Here are some ways I’ve found to get more out of a Product Hunt launch that I wanted to share with you guys.

Live Chat

Have it on your site and make sure you’re on it as soon as you go live on Product Hunt. I like PureChat and they have a free plan now that’s pretty awesome. You can watch live traffic easily but also hear from visitors. I had people from all over just saying “Hi, I saw you on Product Hunt!” but more importantly, I kept getting the same questions all day, which made me realize that they weren’t being answered clearly enough in the front page copy.

You can also use the live chat to talk to people who are on the fence about ordering and find out what is holding them back, then work to close them. Use whatever you find out about why they are tepid about ordering and alter your site or service to improve your conversion rate.

Customer discovery

Between live chat, Product Hunt comments, and talking to whatever users you get from your PH launch day, you’ll have a great opportunity to do customer discovery, and figure out if your solution really solves the problem for people, what is important to them, and how you could change or pivot your startup to better serve them.

For example, because of the conversations I’ve had with customers I got from Product Hunt, I learned people were willing to pay more for my service and have since upped the prices slightly, plus I learned a way to spin off another service.

Exit intent popup / capture emails

This is one thing that I didn’t do well on the userinput.io launch on Product Hunt, but when I got startupresources.ioup on there, I ended up with something like 600 new subscribers on my mailing list, which was awesome. Snag their emails so that even if they don’t close that day (the vast majority won’t), you can put them on your newsletter and keep them in your audience.

And yeah, exit intent popups are kind of annoying, but they work. I use OptinMonster because it has variation testing, and I learned that a coupon offer worked best with the Product Hunt traffic. But if you have a good lead magnet like a quality ebook or something to offer, instead of a coupon, that should work well too.

Build a retargeting audience

The thing you’ll definitely get with a decent Product Hunt launch is TRAFFIC. startupresources.io got 15,000 unique visitors in the first week after being #1 on Product Hunt, and userinput.io got about 3600.

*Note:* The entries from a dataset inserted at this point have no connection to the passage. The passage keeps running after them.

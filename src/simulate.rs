//! Seeded toy events with a known reaction plane.
//!
//! Forward-detector tiles fire with a probability modulated by $`v_1`$ and $`v_2`$ around a
//! uniformly drawn reaction plane, and tracks are drawn from the same azimuthal distribution.
//! Switched-off supersectors give the detector the acceptance holes that recentering and
//! flattening are there to correct.
use std::{f64::consts::TAU, fs};

use nalgebra::Vector3;
use rand::{Rng, SeedableRng};
use rand_chacha::ChaCha8Rng;
use serde::{Deserialize, Serialize};

use crate::{
    data::{Event, RawHit, Track},
    expand_path,
    geometry::{EpdGeometry, TileGeometry},
    utils::{enums::Side, vectors::ThreeVector},
    FlowError, FlowResult,
};

/// Parameters of the toy generator.
#[derive(Debug, Clone, PartialEq, Serialize, Deserialize)]
#[serde(default)]
pub struct SimulationConfig {
    /// Seed of the random stream; equal seeds give equal events.
    pub seed: u64,
    /// Number of events to generate.
    pub n_events: usize,
    /// Run number written to every event.
    pub run_id: i64,
    /// Directed flow of forward hits on the west side (the east side gets the opposite sign).
    pub hit_v1: f64,
    /// Elliptic flow of forward hits.
    pub hit_v2: f64,
    /// Directed flow of tracks.
    pub track_v1: f64,
    /// Elliptic flow of tracks.
    pub track_v2: f64,
    /// Mean probability that a tile fires.
    pub occupancy: f64,
    /// Supersectors that never fire, on both sides.
    pub dead_supersectors: Vec<u32>,
    /// Range of the number of generated tracks.
    pub multiplicity_range: (u32, u32),
    /// Range of the vertex $`z`$ in cm.
    pub vz_range: (f64, f64),
    /// Centre of the vertex distribution in the transverse plane, in cm.
    pub beam_spot: (f64, f64),
    /// Trigger id written to every event.
    pub trigger_id: i32,
}

impl Default for SimulationConfig {
    fn default() -> Self {
        Self {
            seed: 1,
            n_events: 1000,
            run_id: 1,
            hit_v1: 0.15,
            hit_v2: 0.04,
            track_v1: -0.05,
            track_v2: 0.04,
            occupancy: 0.3,
            dead_supersectors: vec![3],
            multiplicity_range: (10, 150),
            vz_range: (198.5, 201.5),
            beam_spot: (0.0, -2.0),
            trigger_id: 620052,
        }
    }
}

impl SimulationConfig {
    /// Read a configuration from a TOML file and validate it.
    pub fn from_toml_file(file_path: &str) -> FlowResult<Self> {
        let path = expand_path(file_path)?;
        let config: Self = toml::from_str(&fs::read_to_string(path)?)?;
        config.validate()?;
        Ok(config)
    }

    /// Check that probabilities and ranges make sense.
    pub fn validate(&self) -> FlowResult<()> {
        let invalid = |reason: String| Err(FlowError::InvalidConfig { reason });
        if !(self.occupancy > 0.0 && self.occupancy <= 1.0) {
            return invalid(format!("occupancy must be in (0, 1], got {}", self.occupancy));
        }
        for v in [self.hit_v1, self.hit_v2, self.track_v1, self.track_v2] {
            if !(v.abs() < 0.25) {
                return invalid(format!("flow coefficient {v} is out of range"));
            }
        }
        if self.multiplicity_range.0 > self.multiplicity_range.1 {
            return invalid(format!(
                "empty multiplicity range {:?}",
                self.multiplicity_range
            ));
        }
        if !(self.vz_range.0 < self.vz_range.1) {
            return invalid(format!("empty vz range {:?}", self.vz_range));
        }
        Ok(())
    }
}

/// A toy event and the reaction plane it was generated with.
#[derive(Debug, Clone, PartialEq)]
pub struct GeneratedEvent {
    /// The event record.
    pub event: Event,
    /// The true reaction-plane angle in $`[0, 2\pi)`$.
    pub reaction_plane: f64,
}

/// Produces [`GeneratedEvent`]s from a [`SimulationConfig`].
pub struct EventGenerator {
    config: SimulationConfig,
    geometry: EpdGeometry,
    rng: ChaCha8Rng,
    produced: usize,
}

impl EventGenerator {
    /// A generator seeded from the configuration.
    pub fn new(config: SimulationConfig) -> FlowResult<Self> {
        config.validate()?;
        let rng = ChaCha8Rng::seed_from_u64(config.seed);
        Ok(Self {
            config,
            geometry: EpdGeometry::default(),
            rng,
            produced: 0,
        })
    }

    fn azimuth(&mut self, psi: f64, v1: f64, v2: f64) -> f64 {
        let max = 1.0 + 2.0 * v1.abs() + 2.0 * v2.abs();
        loop {
            let phi = self.rng.gen_range(0.0..TAU);
            let density = 1.0 + 2.0 * v1 * (phi - psi).cos() + 2.0 * v2 * (2.0 * (phi - psi)).cos();
            if self.rng.gen::<f64>() * max < density {
                return phi;
            }
        }
    }

    fn hits(&mut self, vertex: &Vector3<f64>, psi: f64) -> FlowResult<Vec<RawHit>> {
        let mut hits = Vec::new();
        for side in [Side::East, Side::West] {
            let v1 = side.sign() * self.config.hit_v1;
            for tile_id in EpdGeometry::tile_ids(side) {
                let (_, supersector, _) = EpdGeometry::decode(tile_id)?;
                if self.config.dead_supersectors.contains(&supersector) {
                    continue;
                }
                let Some(phi) = (self.geometry.tile_center(tile_id)? - vertex).phi() else {
                    continue;
                };
                let modulation = 1.0
                    + 2.0 * v1 * (phi - psi).cos()
                    + 2.0 * self.config.hit_v2 * (2.0 * (phi - psi)).cos();
                if self.rng.gen::<f64>() < (self.config.occupancy * modulation).clamp(0.0, 1.0) {
                    // roughly Landau-shaped: a floor plus an exponential tail
                    let nmip = 0.4 - 0.6 * (1.0 - self.rng.gen::<f64>()).ln();
                    hits.push(RawHit::new(tile_id, nmip));
                }
            }
        }
        Ok(hits)
    }

    fn track(&mut self, psi: f64) -> Track {
        let phi = self.azimuth(psi, self.config.track_v1, self.config.track_v2);
        let pt = 0.05 - 0.45 * (1.0 - self.rng.gen::<f64>()).ln();
        let eta: f64 = self.rng.gen_range(-2.0..0.0);
        Track {
            p: Vector3::new(pt * phi.cos(), pt * phi.sin(), pt * eta.sinh()),
            charge: if self.rng.gen_bool(0.5) { 1 } else { -1 },
            n_hits_fit: self.rng.gen_range(10..=45),
            n_hits_max: 45,
            dca: self.rng.gen_range(0.0..4.0),
        }
    }

    /// Generate one event.
    pub fn generate(&mut self) -> FlowResult<GeneratedEvent> {
        let psi = self.rng.gen_range(0.0..TAU);
        let (x0, y0) = self.config.beam_spot;
        let vertex = Vector3::new(
            x0 + self.rng.gen_range(-0.5..0.5),
            y0 + self.rng.gen_range(-0.5..0.5),
            self.rng.gen_range(self.config.vz_range.0..self.config.vz_range.1),
        );
        let (low, high) = self.config.multiplicity_range;
        let n_tracks = self.rng.gen_range(low..=high);
        let tracks = (0..n_tracks).map(|_| self.track(psi)).collect();
        let hits = self.hits(&vertex, psi)?;
        self.produced += 1;
        Ok(GeneratedEvent {
            event: Event {
                run_id: self.config.run_id,
                event_id: self.produced as i64,
                vertex,
                vz_vpd: None,
                trigger_ids: vec![self.config.trigger_id],
                tracks,
                hits,
            },
            reaction_plane: psi,
        })
    }
}

impl Iterator for EventGenerator {
    type Item = FlowResult<GeneratedEvent>;

    fn next(&mut self) -> Option<Self::Item> {
        if self.produced >= self.config.n_events {
            return None;
        }
        Some(self.generate())
    }
}

/// Generate every event of a configuration, dropping the reaction planes.
pub fn generate_events(config: &SimulationConfig) -> FlowResult<Vec<Event>> {
    EventGenerator::new(config.clone())?
        .map(|generated| generated.map(|g| g.event))
        .collect()
}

Depending on your product, this can be gold for retargeting. You’ll need to crunch the numbers to see if it’s worthwhile, but showing ads to that traffic to try to get them to come back and order later may work well, IF your product is expensive enough to win in the formula of CPC versus conversion rate versus net revenue from an order. Make sure the math is in your favor: A Facebook retargeting click will probably be around $0.40, so if your conversion rate for retargeted traffic is 1%, and you net $20 from a one-off order, you just paid 40 bucks to make 20 bucks. No good! But if your SaaS is $19 a month and you have a low churn rate, that’ probably worth it, considering lifetime value of the subscribed customer.

So make sure you have Facebook, Google and Bing retargeting codes on your home page. And yes, I said Bing, it’s actually worth doing. The retargeting/ad system is basically a clone of Google, and the rates are good. I see more orders from Bing than I do for Google for one of my other startups.

Oh and you could always use that pixel audience to advertise another service that you might have…

Finding common questions then answering them in your copy

I mentioned this in the Live Chat section, but it’s worth repeating: Use the conversations you have to figure out what doesn’t come across on your site, and then make it more clear. Maybe it’s a common question on how your service works, maybe it’s questions about pricing.

Find new talent

I had several people ask to become reviewers, and I even had a couple people ask if I were hiring for spots on the team. So if you’re looking to hire sometime to expand your startup, put mention of it up on your site before Product Hunt and snag some interested people.

Blog posts and other opportunities

This won’t be very predictable as to what you get out of it, but I got an offer to write for a major related blog and to be on their podcast, plus a partnership offer. Keep the lines of communication open and see what else you can get out of it, besides traffic and revenue.